I made a few points the most important of which are:
- Expecting, forcing, or mandating a “culture of sharing” among researchers (while not a bad thing in and within itself) is a naive and largely inappropriate and useless instrument for “opening data”. It is unfortunately a popular illusion.
- Data is our insurance again the pollution of our fact space with noise coming from “stylized facts”, “popularized science” and “politicians’ needs for scientific policy making”. In that sense the only useful definition of what open data means (and it doesn’t necessarily mean free) is that research whose data is not available (i.e. open) to research peers is simply scientific hearsay.
- One should make sure to not overburden researchers or we are in danger of chasing the last remaining talent away from research. This is an underpaid profession to begin with. The more we dump on the researcher the more we empty the researcher pool of talent. Ending up with open but useless data is definitely not what we want.

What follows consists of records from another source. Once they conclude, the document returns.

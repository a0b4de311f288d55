//! ASCII plotting for terminal output.
//!
//! This is intentionally "dumb" (fixed-size grid), optimized for:
//! - quick visual sanity checks in a terminal
//! - deterministic output (helpful for golden tests)
//!
//! Plot elements:
//! - big K per peak: `o`
//! - connecting line: `-`
//!
//! Peaks whose fit failed are skipped; the line joins their neighbours.

/// Render big K against peak ordinal.
pub fn render_big_k_plot(values: &[Option<f64>], width: usize, height: usize) -> String {
    let width = width.max(10);
    let height = height.max(5);

    let points: Vec<(f64, f64)> = values
        .iter()
        .enumerate()
        .filter_map(|(i, v)| v.filter(|k| k.is_finite()).map(|k| (i as f64, k)))
        .collect();

    let x_max = (values.len().saturating_sub(1)).max(1) as f64;
    let (y_min, y_max) = y_range(&points).unwrap_or((0.0, 1.0));
    let (y_min, y_max) = pad_range(y_min, y_max, 0.05);

    let mut grid = vec![vec![' '; width]; height];

    let cells: Vec<(usize, usize)> = points
        .iter()
        .map(|&(x, y)| (map_x(x, 0.0, x_max, width), map_y(y, y_min, y_max, height)))
        .collect();

    // Line first so points overlay it.
    for pair in cells.windows(2) {
        let ((x0, y0), (x1, y1)) = (pair[0], pair[1]);
        draw_line(&mut grid, x0, y0, x1, y1, '-');
    }
    for &(x, y) in &cells {
        grid[y][x] = 'o';
    }

    let mut out = String::new();
    out.push_str(&format!(
        "Plot: peak=[0, {}] | big K=[{y_min:.2}, {y_max:.2}]\n",
        values.len().saturating_sub(1)
    ));
    for row in grid {
        out.push_str(&row.into_iter().collect::<String>());
        out.push('\n');
    }
    out
}

fn y_range(points: &[(f64, f64)]) -> Option<(f64, f64)> {
    let mut min_y = f64::INFINITY;
    let mut max_y = f64::NEG_INFINITY;
    for &(_, y) in points {
        min_y = min_y.min(y);
        max_y = max_y.max(y);
    }
    if !(min_y.is_finite() && max_y.is_finite()) {
        return None;
    }
    if max_y > min_y {
        Some((min_y, max_y))
    } else {
        Some((min_y - 0.5, max_y + 0.5))
    }
}

fn pad_range(min: f64, max: f64, frac: f64) -> (f64, f64) {
    let span = (max - min).abs();
    let pad = (span * frac).max(1e-12);
    (min - pad, max + pad)
}

fn map_x(t: f64, t_min: f64, t_max: f64, width: usize) -> usize {
    let width = width.max(2);
    let u = ((t - t_min) / (t_max - t_min)).clamp(0.0, 1.0);
    (u * (width as f64 - 1.0)).round() as usize
}

fn map_y(y: f64, y_min: f64, y_max: f64, height: usize) -> usize {
    let height = height.max(2);
    let u = ((y - y_min) / (y_max - y_min)).clamp(0.0, 1.0);
    // y=top is max -> row 0
    (height as f64 - 1.0 - (u * (height as f64 - 1.0))).round() as usize
}

/// Integer line drawing (Bresenham-ish).
fn draw_line(grid: &mut [Vec<char>], x0: usize, y0: usize, x1: usize, y1: usize, ch: char) {
    let mut x0 = x0 as isize;
    let mut y0 = y0 as isize;
    let x1 = x1 as isize;
    let y1 = y1 as isize;

    let dx = (x1 - x0).abs();
    let sx = if x0 < x1 { 1 } else { -1 };
    let dy = -(y1 - y0).abs();
    let sy = if y0 < y1 { 1 } else { -1 };
    let mut err = dx + dy;

    loop {
        if y0 >= 0
            && (y0 as usize) < grid.len()
            && x0 >= 0
            && (x0 as usize) < grid[0].len()
            && grid[y0 as usize][x0 as usize] == ' '
        {
            grid[y0 as usize][x0 as usize] = ch;
        }

        if x0 == x1 && y0 == y1 {
            break;
        }
        let e2 = 2 * err;
        if e2 >= dy {
            err += dy;
            x0 += sx;
        }
        if e2 <= dx {
            err += dx;
            y0 += sy;
        }
    }
}

#[cfg(test)]
mod tests {
    use super::*;

    #[test]
    fn plot_golden_snapshot_small() {
        let txt = render_big_k_plot(&[Some(1.0), None, Some(3.0)], 10, 5);
        let expected = concat!(
            "Plot: peak=[0, 2] | big K=[0.90, 3.10]\n",
            "        -o\n",
            "      --  \n",
            "    --    \n",
            "  --      \n",
            "o-        \n",
        );
        assert_eq!(txt, expected);
    }

    #[test]
    fn single_value_sits_mid_height() {
        let txt = render_big_k_plot(&[Some(4.0)], 10, 5);
        let rows: Vec<&str> = txt.lines().skip(1).collect();
        assert_eq!(rows.len(), 5);
        assert_eq!(rows[2], "o         ");
    }

    #[test]
    fn all_failures_render_an_empty_grid() {
        let txt = render_big_k_plot(&[None, None], 12, 6);
        assert!(txt.lines().skip(1).all(|row| row.trim().is_empty()));
        assert_eq!(txt.lines().count(), 7);
    }
}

- We need a new class of professionals, namely domain aware data workers. They are part data, part IT and part subject experts much like paramedicals and paralegals. Considering the amounts of large amounts of data available and the even larger amounts we need we are missing a whole class of experts capable of catering to the data users i.e. the researchers.
- Large monolithic central archives are not the way to go as they are vulnerable to adverse shocks (Library of Alexandria), miss domain expertise and are dysfunctional. It is a safer bet to establish distributed, domain aware, small but federated repositories capable of withstanding shocks and able of documenting and teaching their data for re-use.
- Fostering research can only be done by fostering researchers. The Commission needs to hire and promote in its ranks, researcher advocates.
- Social sciences are underfunded contrary to large physics projects like the CERN (every particle collision burns several dozen surveys). In such projects it probably makes sense to have large data repositories. In Social Science we are missing data. Some exists and is not open (administrative data) some does not exist (economic measurements are in bad shape and do not use advances in technology).
Besides that I heard two things which are typical of this type of meetings and they should be eliminated from the way we discuss data:
- It is often the default assumption that researchers are charlatans. Some of the people in the meeting went as far as to say that the data is the “real science” and the researcher just provides the prose to bury the often poor facts in. These generalizations are dangerous and the Commission should make sure to signal that and put money in showing it understands this. If not bad days are ahead for science. Data is often delivered by sensors and research is way more than orthogonal tables with numbers in them. The stars of open research data are not the data librarians but the researchers. If we forget this we are not serving science.
- Many of the people who run repositories are willing to put the survival of their gig above the need for a viable solution. To them open means that they are the ones locking the data up in “their archive” and promising us to keep it open. Here too the Commission is better off cutting losses from fruitless efforts (if necessary) and trying something different.